Когда-то в двадцатые годы архитектор Александр Таманян нарисовал план города, а дальше как будто бы все пошло само по себе... Сами собой съезжались в Ереван армяне и отстаивали свою моноэтническую целостность, сами собой создавались традиции, система отношений, среда - очень плотная среда Еревана.
Казалось, Ереван должен был стать одним из прочих десятков городов-химер, порожденных советской гигантоманией. А вместо этого он оказался точкой собирания армян, разбросанных по всему миру. И произошло это тоже как-то само собой.
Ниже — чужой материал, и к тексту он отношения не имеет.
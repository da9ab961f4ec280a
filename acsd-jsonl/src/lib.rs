//! JSONL sink for `acsd`. Writes one event per line.
//! Always writes; bring your own path.

use acsd::telemetry::{event_to_json, PolicyEvent, TelemetrySink};
use std::io;
use std::pin::Pin;
use std::task::{Context, Poll};

#[derive(Clone, Debug)]
pub struct JsonlSink {
    path: String,
}

impl JsonlSink {
    pub fn new<S: Into<String>>(path: S) -> Self {
        Self { path: path.into() }
    }
}

impl tower_service::Service<PolicyEvent> for JsonlSink {
    type Response = ();
    type Error = io::Error;
    type Future = Pin<Box<dyn std::future::Future<Output = Result<(), Self::Error>> + Send>>;

    fn poll_ready(&mut self, _cx: &mut Context<'_>) -> Poll<Result<(), Self::Error>> {
        Poll::Ready(Ok(()))
    }

    fn call(&mut self, event: PolicyEvent) -> Self::Future {
        let path = self.path.clone();
        let line = event_to_json(&event).to_string() + "\n";
        Box::pin(async move {
            use tokio::io::AsyncWriteExt;
            let mut file =
                tokio::fs::OpenOptions::new().create(true).append(true).open(path).await?;
            file.write_all(line.as_bytes()).await?;
            file.flush().await?;
            Ok(())
        })
    }
}

impl TelemetrySink for JsonlSink {
    type SinkError = io::Error;
}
Была возможность вернуться на родину, и люди возвращались. "Мой последний адрес Ереван", "Я больше не изгнанник",- называли поэты-репатрианты свои сборники стихов. "Этот день стал днем чуда, и я проснулся в Ереване".
Армяне со всего мира ехали в Ереван. "Увидев, что их соотечественники собираются строить свой дом, съехались и стали работать, чтобы создать город, страну, государство. Они привезли сюда и свои святыни. Строили дома, сажали деревья, создавали памятники" [19, с. 135].
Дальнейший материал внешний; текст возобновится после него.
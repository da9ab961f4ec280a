//! Production [`WorkerLauncher`]: spawns the `acsd-worker` binary as a child
//! process and probes it over the gRPC `HealthCheck` RPC (spec.md §4.1, §6).

use super::WorkerLauncher;
use crate::acs_error::AcsErrorKind;
use crate::rpc::proto::{acs_client::AcsClient, HealthCheckRequest};
use crate::tenant::TenantId;
use async_trait::async_trait;
use std::path::PathBuf;
use std::process::Stdio;
use std::time::Duration;
use tokio::process::{Child, Command};

pub struct ProcessLauncher {
    worker_binary: PathBuf,
}

impl ProcessLauncher {
    pub fn new(worker_binary: impl Into<PathBuf>) -> Self {
        Self { worker_binary: worker_binary.into() }
    }
}

#[async_trait]
impl WorkerLauncher for ProcessLauncher {
    type Handle = Child;

    async fn spawn(&self, tenant_id: &TenantId, port: u16) -> Result<Self::Handle, AcsErrorKind> {
        Command::new(&self.worker_binary)
            .env("TENANT_ID", tenant_id.as_str())
            .env("GRPC_PORT", port.to_string())
            .stdin(Stdio::null())
            .stdout(Stdio::null())
            .kill_on_drop(true)
            .spawn()
            .map_err(|e| AcsErrorKind::SpawnFailed {
                tenant_id: tenant_id.to_string(),
                reason: e.to_string(),
            })
    }

    async fn health_check(&self, _tenant_id: &TenantId, port: u16) -> bool {
        let Ok(endpoint) = tonic::transport::Channel::from_shared(format!("http://127.0.0.1:{port}"))
        else {
            return false;
        };
        let mut client = AcsClient::new(endpoint.connect_lazy());
        matches!(client.health_check(HealthCheckRequest {}).await, Ok(response) if response.into_inner().healthy)
    }

    /// No portable way to send a graceful-shutdown signal without `unsafe`
    /// (this crate forbids it); wait for natural exit within `grace`, then
    /// hard-kill.
    async fn terminate(&self, mut handle: Self::Handle, grace: Duration) {
        let _ = tokio::time::timeout(grace, handle.wait()).await;
        let _ = handle.kill().await;
    }
}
Однако мы не можем не видеть, что сами эти факты, именно их самопроизвольность и естественность, говорят о том, что они всего лишь внешнее проявление глубоких метаморфоз в сознании армян. Что же произошло? Как оказалось, что то, что было мечтой (армянское государство), стало руководством к действию?
Нет, наверно, ни одного народа в мире, который не имел бы своего героического эпоса. В какие-то отдельные моменты он может вдохновлять каких-то отдельных личностей на подвиги - но и это случается нечасто. Главным образом, эпос хранится в сознании народа как красивые легенды, которые приятно вспоминать и перечитывать... Такой героический эпос есть, безусловно, и у армян: в частности, сказания о Давиде Сасунском. Тот эпос, который зовет к действиям, совсем иного свойства. Это тоже рассказ о славной истории народа, но адресованный уже непосредственно современнику, ему лично указующий на пропасть, лежащую между славными делами предков и его, современника, жалким прозябанием.
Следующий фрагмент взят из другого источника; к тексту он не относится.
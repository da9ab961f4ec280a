//! Per-tenant transport cache, reconnecting whenever the Supervisor's
//! `generation` for a tenant advances (spec.md §3 Channel Pool, I-C1, I-C2):
//! a restarted worker gets a new generation, and any pooled channel tagged
//! with the old one is discarded rather than reused against a dead process.

use crate::tenant::TenantId;
use std::collections::HashMap;
use std::sync::Mutex;

struct PooledEntry<T> {
    generation: u64,
    transport: T,
}

pub struct ChannelPool<T> {
    entries: Mutex<HashMap<TenantId, PooledEntry<T>>>,
}

impl<T: Clone> ChannelPool<T> {
    pub fn new() -> Self {
        Self { entries: Mutex::new(HashMap::new()) }
    }

    /// Return the pooled transport for `tenant_id` if its generation matches,
    /// otherwise run `connect` and cache the result under the new generation.
    pub async fn get_or_connect<F, Fut, E>(
        &self,
        tenant_id: &TenantId,
        generation: u64,
        connect: F,
    ) -> Result<T, E>
    where
        F: FnOnce() -> Fut,
        Fut: std::future::Future<Output = Result<T, E>>,
    {
        if let Some(transport) = self.fresh(tenant_id, generation) {
            return Ok(transport);
        }

        let transport = connect().await?;
        self.entries
            .lock()
            .expect("channel pool lock poisoned")
            .insert(tenant_id.clone(), PooledEntry { generation, transport: transport.clone() });
        Ok(transport)
    }

    fn fresh(&self, tenant_id: &TenantId, generation: u64) -> Option<T> {
        let entries = self.entries.lock().expect("channel pool lock poisoned");
        let entry = entries.get(tenant_id)?;
        (entry.generation == generation).then(|| entry.transport.clone())
    }

    /// Drop the cached entry for `tenant_id`, forcing the next call to reconnect.
    pub fn evict(&self, tenant_id: &TenantId) {
        self.entries.lock().expect("channel pool lock poisoned").remove(tenant_id);
    }
}

impl<T: Clone> Default for ChannelPool<T> {
    fn default() -> Self {
        Self::new()
    }
}

#[cfg(test)]
mod tests {
    use super::*;
    use std::sync::atomic::{AtomicUsize, Ordering};
    use std::sync::Arc;

    #[tokio::test]
    async fn reuses_transport_while_generation_is_unchanged() {
        let pool: ChannelPool<u32> = ChannelPool::new();
        let tenant_id = TenantId::new("t1");
        let connects = Arc::new(AtomicUsize::new(0));

        for _ in 0..3 {
            let connects = connects.clone();
            let transport = pool
                .get_or_connect(&tenant_id, 1, || async move {
                    connects.fetch_add(1, Ordering::SeqCst);
                    Ok::<_, std::convert::Infallible>(42)
                })
                .await
                .unwrap();
            assert_eq!(transport, 42);
        }
        assert_eq!(connects.load(Ordering::SeqCst), 1);
    }

    #[tokio::test]
    async fn generation_bump_forces_reconnect() {
        let pool: ChannelPool<u32> = ChannelPool::new();
        let tenant_id = TenantId::new("t1");

        let first = pool.get_or_connect(&tenant_id, 1, || async { Ok::<_, std::convert::Infallible>(1) }).await.unwrap();
        let second = pool.get_or_connect(&tenant_id, 2, || async { Ok::<_, std::convert::Infallible>(2) }).await.unwrap();
        assert_eq!(first, 1);
        assert_eq!(second, 2);
    }

    #[tokio::test]
    async fn evict_forces_reconnect_on_next_call() {
        let pool: ChannelPool<u32> = ChannelPool::new();
        let tenant_id = TenantId::new("t1");
        let connects = Arc::new(AtomicUsize::new(0));

        let mk = |connects: Arc<AtomicUsize>| async move {
            connects.fetch_add(1, Ordering::SeqCst);
            Ok::<_, std::convert::Infallible>(7)
        };
        pool.get_or_connect(&tenant_id, 1, || mk(connects.clone())).await.unwrap();
        pool.evict(&tenant_id);
        pool.get_or_connect(&tenant_id, 1, || mk(connects.clone())).await.unwrap();
        assert_eq!(connects.load(Ordering::SeqCst), 2);
    }
}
Первоначальная заслуга в создании современного армянского эпоса принадлежала деятелям национальных групп и партий, и, главным образом, писателям и публицистам конца ХIХ века, таким как Григор Арцруни, Раффи, Лео, Мкртич Хримян, которые активно занимались пропагандой армянской истории, делая акцент на героической ее стороне.
Самосознание армянского народа совершает стремительный переход от установки на национальное выживание, на простое сохранение национальной идентичности, к ощущению величия своего народа и исключительности его судьбы и исторической миссии. По выражению одного современного исследователя: «Армения, много раз терпевшая поражения, охотно возвеличивает свою историю, придает ей светлый образ мученичества. Расчлененная, разоренная, подвергавшаяся гонениям, исключенная из числа государств, она творит себе историю на грани золотой легенды. В ней действуют гиганты и богатыри, которые переламывают кости львам, ломают ребра быкам». Лео, написавший многотомную историю армянского народа, автор остросюжетных исторических романов Раффи, публицист Геворг Арцруни и католикос всех армян Мкртич Хримян создают национальный миф об армянине герое, воине и мученике за правду. Через книги, газеты, проповеди армянских священников этот образ проникает в сознание армян, прежде всего — образованного слоя, вызывая у них жажду бороться за освобождение всей своей родины, бороться под покровительством Российской Империи. Порой это поводило к скороспелым решениям вырваться от лап турок любой ценой.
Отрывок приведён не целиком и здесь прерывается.